Expanding as a composer into the world of musical theatre, Pauline was personally selected by Lehman Engel to participate in his famed BMI Musical Theatre Workshop. Later, deciding to venture into the field of rock Pauline renamed herself “Raven Kane.” As “Raven” her credits as composer/lyricist include: Skylines produced at The New Jersey Theatre Forum; Ataria, a rock-opera, produced by The Goodspeed Opera House and entered into the Songwriters Hall of Fame as a “Valuable Work in Progress”; The Adventures of Denton the Dragon, produced by The Celebrity Centre Theatre and the LaMirada Theater for the Performing Arts and released on CD starring the voice talents of Elliott Gould and Melanie; songs for Space World in Fukoka, Japan; the title song for the film, Mind Games; a new musical Survival of the Heart written with Karen Black, produced in a NYC Workshop by the late Marvin Krauss and directed by Pat Birch; Silicon Valley, created by Raven and Klaus Netzle for Teldec Records then performed by them in theaters throughout Germany; co-created the rock album, Vogue 2000.

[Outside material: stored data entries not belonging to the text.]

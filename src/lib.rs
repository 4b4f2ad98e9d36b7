//! Validated, scriptable mutations of Excel workbooks.
//!
//! The library holds the reference parsing, formula templating, number
//! format and sheet-name rules shared by the `excel-*` command-line tools,
//! plus the commands themselves.

pub mod commands;
pub mod error;
pub mod excel;
pub mod formula;
pub mod number_format;
pub mod output;
pub mod reference;
pub mod sheet_name;

pub use error::{Result, ToolError};
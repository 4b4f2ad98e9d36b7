use std::path::PathBuf;

use indexmap::IndexMap;
use log::{debug, info};
use serde::Serialize;

use crate::commands::{Report, STATUS_SUCCESS, check_workbook_file};
use crate::error::Result;
use crate::excel::{CellValue, Sheet, open_workbook};
use crate::formula::FormulaTemplate;
use crate::reference::{CellRef, RangeRef};

#[derive(Debug, Clone)]
pub struct ApplyRangeFormulaOptions {
    pub file: PathBuf,
    pub sheet: String,
    pub range: String,
    /// Template with `{row}`, `{col}` or `{cell}` placeholders
    pub formula: String,
}

#[derive(Debug, Clone, PartialEq, Serialize)]
pub struct ApplyRangeFormulaReport {
    pub status: &'static str,
    pub file: String,
    pub sheet: String,
    pub range: String,
    pub cells_modified: u64,
    pub formula_template: String,
    /// Formula written to the first cell and, for larger ranges, the last one
    pub sample_formulas: IndexMap<String, String>,
}

impl Report for ApplyRangeFormulaReport {
    fn summary_lines(&self) -> Vec<String> {
        let mut lines = vec![
            format!(
                "Applied formula to {} cells in {}",
                self.cells_modified, self.range
            ),
            format!("   Template: {}", self.formula_template),
        ];
        if let Some(sample) = self.sample_formulas.values().next() {
            lines.push(format!("   Sample: {sample}"));
        }
        lines
    }
}

fn written_text(sheet: &Sheet, cell: CellRef) -> String {
    match sheet.value(cell) {
        Some(CellValue::Formula(text) | CellValue::Text(text)) => text.clone(),
        _ => String::new(),
    }
}

/// Fills every cell of the range with the expanded template and saves.
pub fn apply_range_formula(options: &ApplyRangeFormulaOptions) -> Result<ApplyRangeFormulaReport> {
    check_workbook_file(&options.file)?;
    let range = RangeRef::parse(&options.range)?;
    Sheet::check_range(&range)?;
    let template = FormulaTemplate::new(&options.formula);
    if !template.has_placeholders() {
        debug!("template '{}' has no placeholders", template.source());
    }

    let mut workbook = open_workbook(&options.file)?;
    let sheet = workbook.get_sheet_mut(&options.sheet)?;

    let mut cells_modified = 0;
    for (cell, text) in template.expand(&range) {
        sheet.set_value(cell, CellValue::from_input(&text));
        cells_modified += 1;
    }
    debug!("wrote {cells_modified} cells of '{}'", options.sheet);

    let mut sample_formulas = IndexMap::new();
    sample_formulas.insert(
        range.start().to_string(),
        written_text(sheet, range.start()),
    );
    if !range.is_single_cell() {
        sample_formulas.insert(range.end().to_string(), written_text(sheet, range.end()));
    }

    workbook.save()?;
    info!(
        "applied '{}' to {range} on '{}' in {}",
        options.formula,
        options.sheet,
        options.file.display()
    );

    Ok(ApplyRangeFormulaReport {
        status: STATUS_SUCCESS,
        file: options.file.display().to_string(),
        sheet: options.sheet.clone(),
        range: range.to_string(),
        cells_modified,
        formula_template: options.formula.clone(),
        sample_formulas,
    })
}
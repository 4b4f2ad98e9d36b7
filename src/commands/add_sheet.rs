use std::path::PathBuf;

use log::info;
use serde::Serialize;

use crate::commands::{Report, STATUS_SUCCESS, check_workbook_file};
use crate::error::{Result, ToolError};
use crate::excel::{Sheet, open_workbook};
use crate::sheet_name::validate_sheet_name;

#[derive(Debug, Clone)]
pub struct AddSheetOptions {
    pub file: PathBuf,
    pub sheet: String,
    /// 0-based position; `None` appends
    pub index: Option<usize>,
    /// Existing sheet whose cells are copied into the new one
    pub copy_from: Option<String>,
}

#[derive(Debug, Clone, PartialEq, Serialize)]
pub struct AddSheetReport {
    pub status: &'static str,
    pub file: String,
    pub sheet: String,
    pub index: usize,
    pub all_sheets: Vec<String>,
    pub copied_from: Option<String>,
}

impl Report for AddSheetReport {
    fn summary_lines(&self) -> Vec<String> {
        let mut lines = vec![
            format!("Added sheet: {}", self.sheet),
            format!("   Position: {}", self.index),
            format!("   All sheets: {}", self.all_sheets.join(", ")),
        ];
        if let Some(source) = &self.copied_from {
            lines.push(format!("   Copied from: {source}"));
        }
        lines
    }
}

/// Adds a blank sheet, or a copy of `copy_from`, and saves the workbook.
pub fn add_sheet(options: &AddSheetOptions) -> Result<AddSheetReport> {
    check_workbook_file(&options.file)?;
    validate_sheet_name(&options.sheet)?;

    let mut workbook = open_workbook(&options.file)?;

    if workbook.has_sheet_named(&options.sheet) {
        return Err(ToolError::SheetAlreadyExists(options.sheet.clone()));
    }

    let new_sheet = match &options.copy_from {
        Some(source) => workbook
            .get_sheet(source)
            .ok_or_else(|| ToolError::SourceSheetNotFound(source.clone()))?
            .duplicate(options.sheet.as_str()),
        None => Sheet::new(options.sheet.as_str()),
    };

    let index = workbook.insert_sheet_at_index(new_sheet, options.index)?;
    workbook.save()?;

    info!(
        "added sheet '{}' at position {index} in {}",
        options.sheet,
        options.file.display()
    );

    Ok(AddSheetReport {
        status: STATUS_SUCCESS,
        file: options.file.display().to_string(),
        sheet: options.sheet.clone(),
        index,
        all_sheets: workbook.get_sheet_names(),
        copied_from: options.copy_from.clone(),
    })
}

#[cfg(test)]
mod tests {
    use super::*;

    #[test]
    fn summary_mentions_copy_source_only_when_copied() {
        let mut report = AddSheetReport {
            status: STATUS_SUCCESS,
            file: "model.xlsx".to_string(),
            sheet: "Q2".to_string(),
            index: 1,
            all_sheets: vec!["Q1".to_string(), "Q2".to_string()],
            copied_from: None,
        };
        assert_eq!(
            report.summary_lines(),
            ["Added sheet: Q2", "   Position: 1", "   All sheets: Q1, Q2"]
        );

        report.copied_from = Some("Q1".to_string());
        assert_eq!(report.summary_lines().last().unwrap(), "   Copied from: Q1");
    }

    #[test]
    fn invalid_name_fails_before_the_file_is_opened() {
        let dir = tempfile::tempdir().unwrap();
        let file = dir.path().join("not-really.xlsx");
        std::fs::write(&file, b"not a zip").unwrap();

        let err = add_sheet(&AddSheetOptions {
            file,
            sheet: "Bad/Name".to_string(),
            index: None,
            copy_from: None,
        })
        .unwrap_err();
        assert_eq!(err.suggestion(), Some("Bad_Name"));
    }
}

As a singer Raven performed and/or recorded with many legendary artists on multiple gold and paltinum records. Highlights include singing with: her step-son BECK on Sound and Vision; MUSE for the 2012 Olympics; Paul McCartney & Ringo Starr at the Hollywood Bowl, Leonard Cohen, Cher, Diana Ross, Willie Nelson, Kenny Loggins, Dolly Parton, Alice Cooper, and duets with Neil Diamond on his World Tour featured on the CD “Live In America”. Her voice is heard on films including “Wayne’s World”, “Rent”, “Tigger”, “Land Before Time”, “Dracula”, “Mermaids” and “Aladdin.” The News World press said: “Raven Kane is a dynamic singer and brilliant songwriter-performer” and “Miss Kane exhibits a driving strength born of persistence and genius …”.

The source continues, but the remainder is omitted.